━━━━━ The input

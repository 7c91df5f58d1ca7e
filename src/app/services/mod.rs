//! Services layer - business operations and utilities.
//!
//! This module contains business logic and operations:
//! - Text operations (replace, counts)
//! - Spell checking
//! - Speech capture policy and transcription
//! - File dialog filters

pub mod file_filters;
pub mod speech;
pub mod spellcheck;
pub mod text_ops;
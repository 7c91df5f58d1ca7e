//! The seam between editor logic and the widget toolkit.
//!
//! `EditorState` only talks to dialogs and widgets through `UiHost`, so every
//! command can run against a scripted host in tests.

use std::path::{Path, PathBuf};

use crate::app::controllers::voice::VoiceReport;
use crate::app::domain::document::DocumentId;

/// Answer to "this tab has unsaved changes".
#[derive(Debug, Clone, Copy, PartialEq, Eq)]
pub enum UnsavedChoice {
    Save,
    Discard,
    Cancel,
}

/// Callback the voice worker uses to hand back its report.
pub type VoiceCompletion = Box<dyn FnOnce(VoiceReport) + Send + 'static>;

pub trait UiHost {
    /// `None` when the user cancels
    fn pick_open_path(&mut self, start_dir: Option<&Path>) -> Option<PathBuf>;
    fn pick_save_path(&mut self, start_dir: Option<&Path>) -> Option<PathBuf>;

    /// Ask for the find and replace strings. `None` when cancelled.
    fn ask_find_replace(&mut self) -> Option<(String, String)>;

    /// Ask before replacing `path`. Only used when the path was not the one
    /// the save dialog confirmed.
    fn confirm_overwrite(&mut self, path: &Path) -> bool;

    /// Three-button prompt for unsaved changes; the third button is "Cancel".
    fn confirm_unsaved(&mut self, message: &str, save_label: &str, discard_label: &str)
        -> UnsavedChoice;

    fn show_info(&mut self, title: &str, message: &str);
    fn show_error(&mut self, message: &str);

    fn undo(&mut self);
    fn redo(&mut self);

    /// Current widget text of a document, if the host has a buffer for it.
    fn editor_text(&self, id: DocumentId) -> Option<String>;

    fn voice_completion(&self) -> VoiceCompletion;
    /// Show or hide the "Listening..." indicator.
    fn show_listening(&mut self, listening: bool);

    fn quit(&mut self);
}
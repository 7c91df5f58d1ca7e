//! Infrastructure layer - external integrations and utilities.
//!
//! This module contains code that interfaces with external systems:
//! - Microphone capture (cpal)
//! - Platform-specific detection
//! - Error types

pub mod error;
pub mod microphone;
pub mod platform;
//! FLTK front end: widgets, dialogs and the `UiHost` implementation.

pub mod buffers;
pub mod dialogs;
pub mod file_dialogs;
pub mod host;
pub mod main_window;
pub mod menu;
pub mod tab_bar;
pub mod theme;
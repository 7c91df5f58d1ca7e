use fltk::{
    enums::Color,
    frame::Frame,
    menu::MenuBar,
    prelude::*,
    text::TextEditor,
    window::Window,
};

use crate::app::domain::theme::{Rgb, ThemeState};

pub fn to_color(rgb: Rgb) -> Color {
    Color::from_rgb(rgb.0, rgb.1, rgb.2)
}

/// Map the theme palette onto every widget of the main window.
pub fn apply_theme(
    editor: &mut TextEditor,
    window: &mut Window,
    menu: &mut MenuBar,
    status: &mut Frame,
    theme: ThemeState,
) {
    let p = theme.palette();

    editor.set_color(to_color(p.background));
    editor.set_text_color(to_color(p.foreground));
    editor.set_cursor_color(to_color(p.cursor));
    editor.set_selection_color(to_color(p.selection));

    window.set_color(to_color(p.chrome));
    window.set_label_color(to_color(p.chrome_text));

    menu.set_color(to_color(p.chrome));
    menu.set_text_color(to_color(p.chrome_text));
    menu.set_selection_color(to_color(p.chrome_hover)); // Hover color

    status.set_color(to_color(p.chrome));
    status.set_label_color(to_color(p.chrome_text));

    editor.redraw();
    window.redraw();
    menu.redraw();
    status.redraw();
}

/// Set Windows title bar theme (Windows 10 build 1809+)
/// Must be called AFTER window.show() to have a valid HWND
#[cfg(target_os = "windows")]
pub fn set_windows_titlebar_theme(window: &Window, is_dark: bool) {
    use std::mem::size_of;
    use std::ptr::from_ref;
    use windows::Win32::Foundation::HWND;
    use windows::Win32::Graphics::Dwm::{DwmSetWindowAttribute, DWMWINDOWATTRIBUTE};

    let on: i32 = if is_dark { 1 } else { 0 };

    // 20 on Windows 11 / Windows 10 2004+, 19 before that
    for attribute in [20, 19] {
        unsafe {
            let hwnd = HWND(window.raw_handle() as *mut std::ffi::c_void);
            let _ = DwmSetWindowAttribute(
                hwnd,
                DWMWINDOWATTRIBUTE(attribute),
                from_ref(&on).cast(),
                size_of::<i32>() as u32,
            );
        }
    }
}

#[cfg(test)]
mod tests {
    use super::*;

    #[test]
    fn test_to_color_keeps_channels() {
        assert_eq!(to_color(Rgb(0x2b, 0x2b, 0x2b)).to_rgb(), (0x2b, 0x2b, 0x2b));
        assert_eq!(to_color(Rgb::WHITE).to_rgb(), (255, 255, 255));
    }
}
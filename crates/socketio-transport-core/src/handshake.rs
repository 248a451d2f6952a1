use serde::{Deserialize, Serialize};

/// The payload of the `Open` envelope sent by the server once a connection
/// is established.
///
/// The transport records the session id out of it; the timing fields are
/// consumed by the connection manager, which owns the heartbeat.
#[derive(Debug, Clone, Serialize, Deserialize, PartialEq)]
#[serde(rename_all = "camelCase")]
pub struct HandshakeData {
    /// The session id assigned by the server.
    pub sid: String,
    /// The list of transport upgrades available on this connection.
    pub upgrades: Vec<String>,
    /// The heartbeat ping interval (in milliseconds).
    pub ping_interval: u64,
    /// The heartbeat ping timeout (in milliseconds).
    pub ping_timeout: u64,
    /// The maximum payload size in bytes. Not sent by v3 servers.
    #[serde(default)]
    pub max_payload: u64,
}

impl HandshakeData {
    /// Deserialize the handshake out of an `Open` envelope payload.
    pub fn from_payload(payload: &str) -> Result<Self, serde_json::Error> {
        serde_json::from_str(payload)
    }
}

#[cfg(test)]
mod tests {
    use super::*;

    #[test]
    fn from_payload() {
        let data = HandshakeData::from_payload(
            r#"{"sid":"lv_VI97HAXpY6yYWAAAC","upgrades":["websocket"],"pingInterval":25000,"pingTimeout":20000,"maxPayload":100000}"#,
        )
        .unwrap();
        assert_eq!(data.sid, "lv_VI97HAXpY6yYWAAAC");
        assert_eq!(data.upgrades, vec!["websocket".to_string()]);
        assert_eq!(data.ping_interval, 25000);
        assert_eq!(data.ping_timeout, 20000);
        assert_eq!(data.max_payload, 100000);
    }

    #[test]
    fn from_payload_without_max_payload() {
        let data = HandshakeData::from_payload(
            r#"{"sid":"1","upgrades":[],"pingInterval":25000,"pingTimeout":60000}"#,
        )
        .unwrap();
        assert_eq!(data.max_payload, 0);
    }

    #[test]
    fn from_payload_rejects_non_handshake_json() {
        assert!(HandshakeData::from_payload(r#"["not","a","handshake"]"#).is_err());
    }
}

━━━━━━━━━━

— Task directions —
Reproduce exactly, and only, the part of the listing above that begins at the line with "10 build 1809+)" and goes on through the line with "use windows::Win32::Foundation::HWND;".

— Problem solution —
/// Set Windows title bar theme (Windows 10 build 1809+)
/// Must be called AFTER window.show() to have a valid HWND
#[cfg(target_os = "windows")]
pub fn set_windows_titlebar_theme(window: &Window, is_dark: bool) {
    use std::mem::size_of;
    use std::ptr::from_ref;
    use windows::Win32::Foundation::HWND;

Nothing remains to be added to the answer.